(Dataset entries)
--*--
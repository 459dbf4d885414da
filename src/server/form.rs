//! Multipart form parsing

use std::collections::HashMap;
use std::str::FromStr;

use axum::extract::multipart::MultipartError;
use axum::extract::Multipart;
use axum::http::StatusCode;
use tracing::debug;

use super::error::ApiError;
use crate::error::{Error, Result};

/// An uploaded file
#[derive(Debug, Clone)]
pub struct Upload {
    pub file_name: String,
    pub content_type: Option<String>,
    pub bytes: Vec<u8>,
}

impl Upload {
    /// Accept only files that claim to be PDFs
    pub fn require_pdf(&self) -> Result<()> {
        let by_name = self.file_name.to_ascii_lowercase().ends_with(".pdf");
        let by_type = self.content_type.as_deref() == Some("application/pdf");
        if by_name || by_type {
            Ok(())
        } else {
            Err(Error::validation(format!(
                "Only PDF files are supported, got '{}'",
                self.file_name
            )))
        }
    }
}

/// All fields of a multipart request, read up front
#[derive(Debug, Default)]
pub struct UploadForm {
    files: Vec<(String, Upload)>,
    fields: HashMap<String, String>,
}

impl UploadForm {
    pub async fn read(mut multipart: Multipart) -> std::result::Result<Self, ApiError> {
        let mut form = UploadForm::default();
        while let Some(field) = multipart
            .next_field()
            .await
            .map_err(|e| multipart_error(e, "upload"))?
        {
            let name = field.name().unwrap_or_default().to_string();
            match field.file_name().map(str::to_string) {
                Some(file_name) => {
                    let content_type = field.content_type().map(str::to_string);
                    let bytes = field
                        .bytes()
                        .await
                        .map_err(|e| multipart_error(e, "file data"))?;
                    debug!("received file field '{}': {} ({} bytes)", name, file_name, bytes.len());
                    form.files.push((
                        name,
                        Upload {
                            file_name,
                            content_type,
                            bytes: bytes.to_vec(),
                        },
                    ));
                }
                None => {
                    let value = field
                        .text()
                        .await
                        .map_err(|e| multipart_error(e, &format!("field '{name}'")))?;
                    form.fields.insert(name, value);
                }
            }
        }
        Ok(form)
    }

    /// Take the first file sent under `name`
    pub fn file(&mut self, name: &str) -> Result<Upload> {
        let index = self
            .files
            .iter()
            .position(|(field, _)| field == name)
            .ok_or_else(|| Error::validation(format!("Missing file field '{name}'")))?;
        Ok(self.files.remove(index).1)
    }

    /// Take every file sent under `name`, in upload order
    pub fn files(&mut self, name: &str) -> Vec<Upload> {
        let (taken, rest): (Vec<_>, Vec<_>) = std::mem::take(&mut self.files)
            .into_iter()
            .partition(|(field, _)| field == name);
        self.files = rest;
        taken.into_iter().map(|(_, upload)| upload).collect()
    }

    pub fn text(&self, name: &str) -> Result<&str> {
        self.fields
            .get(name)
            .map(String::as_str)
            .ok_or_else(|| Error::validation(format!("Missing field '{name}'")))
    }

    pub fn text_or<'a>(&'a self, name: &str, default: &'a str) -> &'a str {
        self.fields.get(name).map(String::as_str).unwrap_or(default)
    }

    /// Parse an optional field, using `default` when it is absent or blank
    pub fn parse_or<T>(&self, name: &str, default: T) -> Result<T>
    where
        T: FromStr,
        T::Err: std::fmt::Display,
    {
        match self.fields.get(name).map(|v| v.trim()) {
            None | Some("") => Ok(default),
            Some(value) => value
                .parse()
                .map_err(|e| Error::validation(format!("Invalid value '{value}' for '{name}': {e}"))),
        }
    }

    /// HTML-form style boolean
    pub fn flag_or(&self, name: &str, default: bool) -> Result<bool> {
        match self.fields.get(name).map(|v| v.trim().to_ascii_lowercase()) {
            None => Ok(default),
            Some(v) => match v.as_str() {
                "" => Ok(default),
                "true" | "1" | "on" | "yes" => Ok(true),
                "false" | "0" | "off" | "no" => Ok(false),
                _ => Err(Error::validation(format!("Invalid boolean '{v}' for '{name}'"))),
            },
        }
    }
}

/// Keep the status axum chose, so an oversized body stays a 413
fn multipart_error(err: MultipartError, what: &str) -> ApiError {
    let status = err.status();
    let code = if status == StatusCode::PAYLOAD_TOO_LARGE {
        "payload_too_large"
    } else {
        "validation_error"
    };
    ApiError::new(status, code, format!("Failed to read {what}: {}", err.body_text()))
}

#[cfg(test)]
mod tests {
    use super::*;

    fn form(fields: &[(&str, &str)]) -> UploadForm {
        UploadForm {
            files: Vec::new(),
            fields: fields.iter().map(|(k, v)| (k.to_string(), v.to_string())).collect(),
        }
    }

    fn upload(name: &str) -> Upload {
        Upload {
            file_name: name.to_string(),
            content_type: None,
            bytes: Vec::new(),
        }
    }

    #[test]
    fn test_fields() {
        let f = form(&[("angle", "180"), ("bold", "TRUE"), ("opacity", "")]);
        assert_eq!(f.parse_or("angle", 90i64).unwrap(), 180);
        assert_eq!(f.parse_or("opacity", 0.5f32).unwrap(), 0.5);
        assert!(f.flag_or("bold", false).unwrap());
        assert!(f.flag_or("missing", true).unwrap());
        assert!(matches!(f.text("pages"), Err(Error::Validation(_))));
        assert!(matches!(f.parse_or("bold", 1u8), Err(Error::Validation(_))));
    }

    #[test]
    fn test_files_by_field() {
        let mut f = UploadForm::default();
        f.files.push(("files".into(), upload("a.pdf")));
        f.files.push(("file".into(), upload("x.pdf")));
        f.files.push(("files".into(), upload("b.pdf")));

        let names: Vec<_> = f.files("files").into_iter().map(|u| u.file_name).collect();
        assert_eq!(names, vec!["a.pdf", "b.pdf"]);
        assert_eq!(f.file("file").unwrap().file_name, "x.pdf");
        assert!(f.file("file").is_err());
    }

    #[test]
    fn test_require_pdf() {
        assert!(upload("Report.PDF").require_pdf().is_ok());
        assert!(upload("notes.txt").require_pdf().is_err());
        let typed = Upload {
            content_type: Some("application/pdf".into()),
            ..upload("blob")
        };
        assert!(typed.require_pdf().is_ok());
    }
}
--*--
[EXERCISE INSTRUCTIONS]: The lines you need are those with the word "HashMap"; list them from the entries.

[SOLUTION BELOW]:
use std::collections::HashMap;
    fields: HashMap<String, String>,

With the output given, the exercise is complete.